Parece que um monte de coisas muitíssimo interessantes que foram aprendidas em 17 anos de jornalismo na Web está sendo relegado ao ostracismo.

Dá para cobrar?

O fato é que os publishers veem nos tablets uma maneira interessante de voltar a cobrar pelo seu conteúdo, uma capacidade que perderam ao longo desses anos. E as edições digitais ajudam nessa tarefa, pois é mais fácil cobrar por algo delimitado, que claramente seja entregue, que por algo amorfo e ilimitado, como é o caso do noticiário na Web.

A questão é: as pessoas pagam por isso? Os produtos nesse novo formato apontam para uma resposta negativa. Mesmo o The Daily, filhote de um impressionante esforço conjunto da News Corp e da própria Apple, e anunciado como o primeiro veículo jornalístico criado especialmente para o iPad, vem acumulando prejuízos.

Confesso que eu acreditava que o diário fosse dar certo, por ser bem construído (bem acima da média do que se vê por aí), além de oferecer uma assinatura relativamente barata: US$ 0,99 por semana ou US$ 39,99 por um ano inteiro. Mas essas virtudes não foram suficientes para convencer as pessoas.

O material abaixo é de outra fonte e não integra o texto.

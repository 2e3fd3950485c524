//! # service_engine: Run Decomposition and Task Execution
//!
//! ## Service Layer Role
//!
//! Sits on top of the store and pricer crates and provides the two halves of
//! the valuation grid:
//! - [`RunDecomposer`]: validates a [`RunRequest`] and fans it out into one
//!   task per `(product_type, bucket)` in a single transaction
//! - [`Worker`]: claims tasks, prices the positions each task owns and
//!   upserts results, with failures handled by a [`RetryPolicy`]
//!
//! Workers never talk to each other. Any number of them, in one process via
//! [`WorkerPool`] or across many, coordinate only through the store's claim
//! protocol.
//!
//! ## Usage Examples
//!
//! ```rust,no_run
//! use std::sync::Arc;
//!
//! use infra_config::RunConfig;
//! use infra_store::{InMemoryStore, Store};
//! use pricer_dispatch::PricerRegistry;
//! use service_engine::{RunDecomposer, RunRequest, Worker, WorkerSettings};
//!
//! # async fn demo(positions: Vec<pricer_core::Position>) -> Result<(), Box<dyn std::error::Error>> {
//! let store: Arc<dyn Store> = Arc::new(InMemoryStore::new());
//! let registry = Arc::new(PricerRegistry::with_defaults());
//!
//! let decomposer = RunDecomposer::new(Arc::clone(&store), RunConfig::default())
//!     .with_registry(Arc::clone(&registry));
//! decomposer
//!     .create_run(&RunRequest::inline("EOD-2024-06-28", "mkt-id", positions))
//!     .await?;
//!
//! let mut worker = Worker::new(store, registry, WorkerSettings::new("w1"));
//! worker.run_until_idle().await?;
//! # Ok(())
//! # }
//! ```

pub mod decomposer;
pub mod error;
pub mod pool;
pub mod request;
pub mod retry;
pub mod worker;

pub use decomposer::{
    ingest_market_snapshot, ingest_position_snapshot, task_id_for, CreatedRun, RunDecomposer,
};
pub use error::{truncate_error, EngineError, TaskError, TaskErrorKind};
pub use pool::WorkerPool;
pub use request::{PositionSource, RunRequest};
pub use retry::RetryPolicy;
pub use worker::{PollOutcome, Worker, WorkerSettings, WorkerStats, ENGINE_VERSION};
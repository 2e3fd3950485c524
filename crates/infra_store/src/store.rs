//! The `Store` trait.
//!
//! All coordination between workers goes through these operations. Every
//! implementation must provide:
//!
//! - **Atomic fan-out**: `create_run` writes the snapshot, run and tasks
//!   together or not at all, and is a no-op for rows that already exist.
//! - **Exclusive claims**: two concurrent `claim_next` calls never return the
//!   same task under the same lease, and never block on each other.
//! - **Fenced transitions**: `complete_task` and `fail_task` only act on a
//!   task that is still RUNNING under the caller's attempt.
//! - **Idempotent results**: `upsert_result` leaves exactly one row per
//!   `(run_id, position_id, scenario_id)`.

use std::time::Duration;

use async_trait::async_trait;
use pricer_core::types::{MarketSnapshot, PositionSnapshot};
use uuid::Uuid;

use crate::error::StoreResult;
use crate::model::{
    CreateRunOutcome, FailAction, RunProgress, RunRecord, RunStatus, TaskRecord, TaskStatus,
    ValuationResult,
};

/// Shared task, run, snapshot and result storage.
#[async_trait]
pub trait Store: Send + Sync {
    /// Create or upgrade the schema.
    async fn migrate(&self) -> StoreResult<()>;

    /// Store a position snapshot under its content id. Returns `false` when
    /// it already existed.
    async fn put_position_snapshot(&self, id: &str, snapshot: &PositionSnapshot)
        -> StoreResult<bool>;

    async fn get_position_snapshot(&self, id: &str) -> StoreResult<Option<PositionSnapshot>>;

    /// Store a market snapshot under its content id. Returns `false` when it
    /// already existed.
    async fn put_market_snapshot(&self, id: &str, snapshot: &MarketSnapshot) -> StoreResult<bool>;

    async fn get_market_snapshot(&self, id: &str) -> StoreResult<Option<MarketSnapshot>>;

    /// Write the run, optionally its position snapshot, and its tasks in one
    /// transaction. Existing rows are left untouched.
    async fn create_run(
        &self,
        run: &RunRecord,
        snapshot: Option<&PositionSnapshot>,
        tasks: &[TaskRecord],
    ) -> StoreResult<CreateRunOutcome>;

    async fn get_run(&self, run_id: &str) -> StoreResult<Option<RunRecord>>;

    /// Atomically take the oldest claimable task: QUEUED and available, or
    /// RUNNING with an expired lease. The claim sets RUNNING, a lease of
    /// `lease` from now, `leased_by = worker_id`, and increments `attempt`.
    async fn claim_next(&self, worker_id: &str, lease: Duration)
        -> StoreResult<Option<TaskRecord>>;

    /// RUNNING → SUCCEEDED for the claim made at `attempt`. Returns `false`
    /// when the claim is no longer current.
    async fn complete_task(&self, task_id: Uuid, attempt: u32) -> StoreResult<bool>;

    /// RUNNING → FAILED → QUEUED, or RUNNING → DEAD, recording `error`.
    /// Returns the resulting status, or `None` when the claim is no longer
    /// current.
    async fn fail_task(
        &self,
        task_id: Uuid,
        attempt: u32,
        error: &str,
        action: FailAction,
    ) -> StoreResult<Option<TaskStatus>>;

    async fn get_task(&self, task_id: Uuid) -> StoreResult<Option<TaskRecord>>;

    /// Tasks of a run, oldest first.
    async fn list_tasks(&self, run_id: &str) -> StoreResult<Vec<TaskRecord>>;

    /// Insert or replace the row for the result's key. `created_at` of an
    /// existing row is kept.
    async fn upsert_result(&self, result: &ValuationResult) -> StoreResult<()>;

    async fn get_result(
        &self,
        run_id: &str,
        position_id: &str,
        scenario_id: &str,
    ) -> StoreResult<Option<ValuationResult>>;

    /// Results of a run ordered by position then scenario.
    async fn list_results(&self, run_id: &str) -> StoreResult<Vec<ValuationResult>>;

    async fn run_progress(&self, run_id: &str) -> StoreResult<RunProgress>;

    /// Recompute the run's aggregate status from its tasks and persist it.
    async fn refresh_run_status(&self, run_id: &str) -> StoreResult<RunStatus>;
}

Mais bem sucedido é o The New York Times, com seu “paywall”, lançado em março. Resumindo o seu funcionamento, por US$ 35 por mês, você tem acesso a todo o conteúdo digital do website e também aos aplicativos para smartphones e tablets. Usuários não-pagantes podem ver apenas 20 páginas por mês. E, se assinar o jornal impresso pelos mesmos US$ 35 mensais, também tem acesso irrestrito a todos os conteúdos digitais. O resultado: um expressivo aumento nas assinaturas digitais… e também do impresso!

Não há nenhuma novidade nessa história: como sempre as pessoas pagam apenas por aquilo que elas veem valor.

Edições X experiência informativa

Esse imbróglio foi debatido exaustivamente no Media On e no seminário internacional da INMA (International Newsmedia Marketing Association), que também aconteceu em São Paulo na semana passada. Ambos eventos apontaram para um futuro que implica na criação de uma nova experiência informativa para os leitores.

Para Meg Pickard, diretora de engajamento digital do britânico The Guardian e responsável pela melhor palestra do MediaOn, tal experiência passa por um noticiário contínuo e permanente, construído junto com o usuário. No Guardian, todo o processo é aberto para o público, que tem chance de participar, a ponto de a pauta que está sendo trabalhada ser divulgada na Web. Pickard até deu um nome para esse formato: “mutualização”.

Earl Wilkinson, diretor executivo da INMA, sugere que os veículos devem se preocupar em ampliar a experiência do produto em torno de sua marca. Não se trata apenas de re-empacotar um veículo já existente dentro de um novo formato, e sim criar produtos jornalísticos completamente novos em torno da marca. Novos e –por que não?– desagregando o conteúdo, substituindo as edições por material empacotado automaticamente para os gostos de cada usuário ou segmentados por assunto.

As oportunidades estão diante de todos, ao alcance das mãos. Não é de se admirar que agregadores como o Flipboard, Zite ou Pulse façam tanto sucesso entre usuários dos tablets: as pessoas não querem edições, buscam comodidade, compartilhamento, personalização e noticiário realmente quente.